After the Russian Revolution, Ella was arrested in 1918 by the Bolsheviks and was sent away to the Urals where she was later joined by five other Romanovs: Grand Duke Sergei Mikhailovich, three sons of Grand Duke Konstantin Konstantinovich: Prince Ioann Konstantinovich, Prince Konstantin Konstantinovich, Prince Igor Konstantinovich, and a son of Grand Duke Paul Alexandrovich: Prince Vladimir Pavlovich Paley. Also in the group were Varvara Yakovleva, a nun from Ella’s convent and Feodor Remez, Grand Duke Sergei Mikhailovich’s secretary. On May 20, 1918, they were all taken to Alapaevsk where they were kept in the Napolnaya School.

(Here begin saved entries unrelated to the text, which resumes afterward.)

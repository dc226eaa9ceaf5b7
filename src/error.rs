use actix_web::{http::StatusCode, HttpResponse, ResponseError};
use thiserror::Error;

/// A stored or submitted code that is not one of the values its enum knows.
#[derive(Debug, Clone, PartialEq, Eq, Error)]
#[error("unknown {field} `{value}`")]
pub struct UnknownCode {
    pub field: &'static str,
    pub value: String,
}

impl UnknownCode {
    pub fn new(field: &'static str, value: &str) -> Self {
        Self {
            field,
            value: value.to_string(),
        }
    }
}

#[derive(Debug, Error)]
pub enum StoreError {
    #[error("database error: {0}")]
    Database(#[from] sqlx::Error),
    #[error("unknown column `{column}` on {collection}")]
    UnknownColumn {
        collection: &'static str,
        column: &'static str,
    },
    #[error("empty record for {0}")]
    EmptyRecord(&'static str),
    #[error("malformed {collection} record {id}: {reason}")]
    Malformed {
        collection: &'static str,
        id: String,
        reason: String,
    },
}

#[derive(Debug, Error)]
pub enum AppError {
    #[error(transparent)]
    Store(#[from] StoreError),
    #[error("password hashing failed")]
    PasswordHash,
    #[error("not found")]
    NotFound,
}

impl ResponseError for AppError {
    fn status_code(&self) -> StatusCode {
        match self {
            AppError::NotFound => StatusCode::NOT_FOUND,
            AppError::Store(_) | AppError::PasswordHash => StatusCode::INTERNAL_SERVER_ERROR,
        }
    }

    fn error_response(&self) -> HttpResponse {
        if self.status_code().is_server_error() {
            log::error!("Request failed: {self}");
        }
        HttpResponse::build(self.status_code())
            .content_type("text/plain; charset=utf-8")
            .body(match self {
                AppError::NotFound => "Risorsa non trovata",
                AppError::Store(_) | AppError::PasswordHash => "Errore interno",
            })
    }
}

#[cfg(test)]
mod tests {
    use super::*;

    #[test]
    fn store_failures_are_server_errors() {
        let err = AppError::from(StoreError::EmptyRecord("contacts"));
        assert_eq!(err.status_code(), StatusCode::INTERNAL_SERVER_ERROR);
        assert_eq!(AppError::NotFound.status_code(), StatusCode::NOT_FOUND);
    }

    #[test]
    fn unknown_codes_name_the_field() {
        let err = UnknownCode::new("role", "root");
        assert_eq!(err.to_string(), "unknown role `root`");
    }
}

On July 18, 1918, the day after the shooting of Tsar Nicholas II and his family, Ella and all of the people with her were thrown down a mineshaft near Alapayevsk by the Bolsheviks. All except Grand Duke Sergei Mikhailovich survived the fall. Hand-grenades were thrown down after them killing Grand Duke Sergei Mikhailovich’s secretary, Feodor Remez. According to the personal account of Vassili Ryabov, one of the killers, the singing of hymns was heard after the grenade explosions. Ryabov threw another grenade into the mine-shaft, but the singing continued. Finally, wood and brush were set on fire and thrown into the mine-shaft.

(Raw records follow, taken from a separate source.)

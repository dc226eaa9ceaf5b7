use std::env;

const DEFAULT_DATABASE_URL: &str = "sqlite://./data/gestionale.db";
const DEFAULT_ADMIN_PASSWORD: &str = "admin";
const DEFAULT_DEMO_PASSWORD: &str = "change-me";

#[derive(Clone, Debug)]
pub struct SeedAccount {
    pub username: String,
    pub password: String,
    pub first_name: String,
    pub last_name: String,
    pub email: String,
}

impl SeedAccount {
    pub fn uses_default_password(&self) -> bool {
        self.password == DEFAULT_ADMIN_PASSWORD || self.password == DEFAULT_DEMO_PASSWORD
    }

    pub fn demo_operator() -> Self {
        Self {
            username: "operatore".to_string(),
            password: DEFAULT_DEMO_PASSWORD.to_string(),
            first_name: "Giulia".to_string(),
            last_name: "Neri".to_string(),
            email: "operatore@example.com".to_string(),
        }
    }

    pub fn demo_vendor() -> Self {
        Self {
            username: "venditore".to_string(),
            password: DEFAULT_DEMO_PASSWORD.to_string(),
            first_name: "Luca".to_string(),
            last_name: "Ferri".to_string(),
            email: "venditore@example.com".to_string(),
        }
    }
}

#[derive(Clone, Debug)]
pub struct AppConfig {
    pub database_url: String,
    pub port: u16,
    pub admin: SeedAccount,
    /// Contacts per page. Defaults to 2, which matches the product as it
    /// shipped; override with `CONTACTS_PAGE_SIZE`.
    pub contacts_page_size: usize,
    pub projects_page_size: usize,
    pub seed_demo: bool,
}

impl AppConfig {
    pub fn from_env() -> Self {
        Self::from_lookup(|key| env::var(key).ok())
    }

    pub fn from_lookup<F>(lookup: F) -> Self
    where
        F: Fn(&str) -> Option<String>,
    {
        let text = |key: &str, default: &str| lookup(key).unwrap_or_else(|| default.to_string());
        let page_size = |key: &str, default: usize| {
            lookup(key)
                .and_then(|value| value.trim().parse::<usize>().ok())
                .unwrap_or(default)
                .max(1)
        };

        Self {
            database_url: text("DATABASE_URL", DEFAULT_DATABASE_URL),
            port: lookup("PORT")
                .and_then(|value| value.parse().ok())
                .unwrap_or(8080),
            admin: SeedAccount {
                username: text("ADMIN_USER", "admin"),
                password: text("ADMIN_PASSWORD", DEFAULT_ADMIN_PASSWORD),
                first_name: text("ADMIN_DISPLAY_NAME", "Amministratore"),
                last_name: String::new(),
                email: text("ADMIN_EMAIL", "admin@example.com"),
            },
            contacts_page_size: page_size("CONTACTS_PAGE_SIZE", 2),
            projects_page_size: page_size("PROJECTS_PAGE_SIZE", 6),
            seed_demo: lookup("SEED_DEMO").as_deref() == Some("true"),
        }
    }
}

Romanovs killed with Grand Duchess Elizabeth Feodorovna who was 53 years old when she died; All photos from Wikipedia
Three months later, White Army soldiers found the remains of the victims. Ella’s remains eventually were interred at the St. Mary Magdalene Convent on the Mount of Olives in Jerusalem along with the remains of her fellow nun Varvara Yakovleva. Princess Alice of Battenberg, the mother of Prince Philip, Duke of Edinburgh, and the niece of Ella, asked to be buried with her aunt. Princess Alice had founded a nursing order of Greek Orthodox nuns, the Christian Sisterhood of Martha and Mary, which was modeled after her aunt’s order of nuns. When Princess Alice died in 1969, she was interred at St George’s Chapel, Windsor Castle, but her remains were transferred to St. Mary Magdalene Convent in 1988.

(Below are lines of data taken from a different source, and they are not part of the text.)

// VIEW: GPU setup, pipelines and shading modes
pub mod gpu_init;
pub mod render;
pub mod shading;

pub use gpu_init::GpuContext;
pub use render::{ModelBuffer, OverlayFrame, PipelineResources, RenderState, UniformResources};
pub use shading::ShadingMode;
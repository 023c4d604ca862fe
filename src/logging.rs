use std::env;
use std::ffi::OsString;
use std::io;
use std::path::{Path, PathBuf};

use once_cell::sync::OnceCell;
use tracing_appender::non_blocking::WorkerGuard;
use tracing_subscriber::util::SubscriberInitExt;
use tracing_subscriber::{fmt, layer::SubscriberExt, EnvFilter};

pub const LOG_FILE_ENV: &str = "RUST_LOG_FILE";
pub const DEFAULT_LOG_FILE: &str = "logs/meshview.log";

static FILE_GUARD: OnceCell<WorkerGuard> = OnceCell::new();

/// Split a log path into the rolling appender's directory and file prefix.
fn log_file_target(path: &str) -> (PathBuf, OsString) {
    let path = Path::new(path);
    let dir = match path.parent() {
        Some(p) if !p.as_os_str().is_empty() => p.to_path_buf(),
        _ => PathBuf::from("."),
    };
    let file = path.file_name().map(|f| f.to_os_string()).unwrap_or_else(|| "meshview.log".into());
    (dir, file)
}

/// Install the global subscriber: stderr plus a daily rolling file.
/// Filtering follows `RUST_LOG`, defaulting to `info`.
pub fn init() {
    let filter = EnvFilter::try_from_default_env().unwrap_or_else(|_| EnvFilter::new("info"));

    let console_layer = fmt::layer()
        .with_writer(io::stderr)
        .with_target(true)
        .with_file(true)
        .with_line_number(true)
        .with_level(true)
        .compact();

    let log_path = env::var(LOG_FILE_ENV).unwrap_or_else(|_| DEFAULT_LOG_FILE.to_string());
    let (dir, file) = log_file_target(&log_path);
    let (nb_writer, guard) = tracing_appender::non_blocking(tracing_appender::rolling::daily(dir, file));
    let _ = FILE_GUARD.set(guard);

    let file_layer = fmt::layer()
        .with_writer(nb_writer)
        .with_ansi(false)
        .with_target(true)
        .with_file(true)
        .with_line_number(true)
        .with_level(true)
        .compact();

    // a second init (tests, embedding) keeps the first subscriber
    let _ = tracing_subscriber::registry()
        .with(filter)
        .with(console_layer)
        .with(file_layer)
        .try_init();

    std::panic::set_hook(Box::new(|info| {
        let mut msg = String::new();
        if let Some(loc) = info.location() {
            msg.push_str(&format!("panic at {}:{}:{} ", loc.file(), loc.line(), loc.column()));
        }
        if let Some(s) = info.payload().downcast_ref::<&str>() {
            msg.push_str(s);
        } else if let Some(s) = info.payload().downcast_ref::<String>() {
            msg.push_str(s);
        } else {
            msg.push_str("<non-string panic>");
        }
        let bt = std::backtrace::Backtrace::force_capture();
        tracing::error!("{}\nBacktrace:\n{:?}", msg, bt);
    }));
}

Ella was canonized as a saint by the Russian Orthodox Church Outside of Russia in 1981, and in 1992 by the Moscow Patriarchate as New Martyr Elizabeth. She is one of the ten 20th-century martyrs depicted in statues above the Great West Door of Westminster Abbey in London, England. Ella’s convent was closed in 1920 during the Soviet regime, but the convent was re-opened in 1994 and the sisters there continue doing the work Ella started.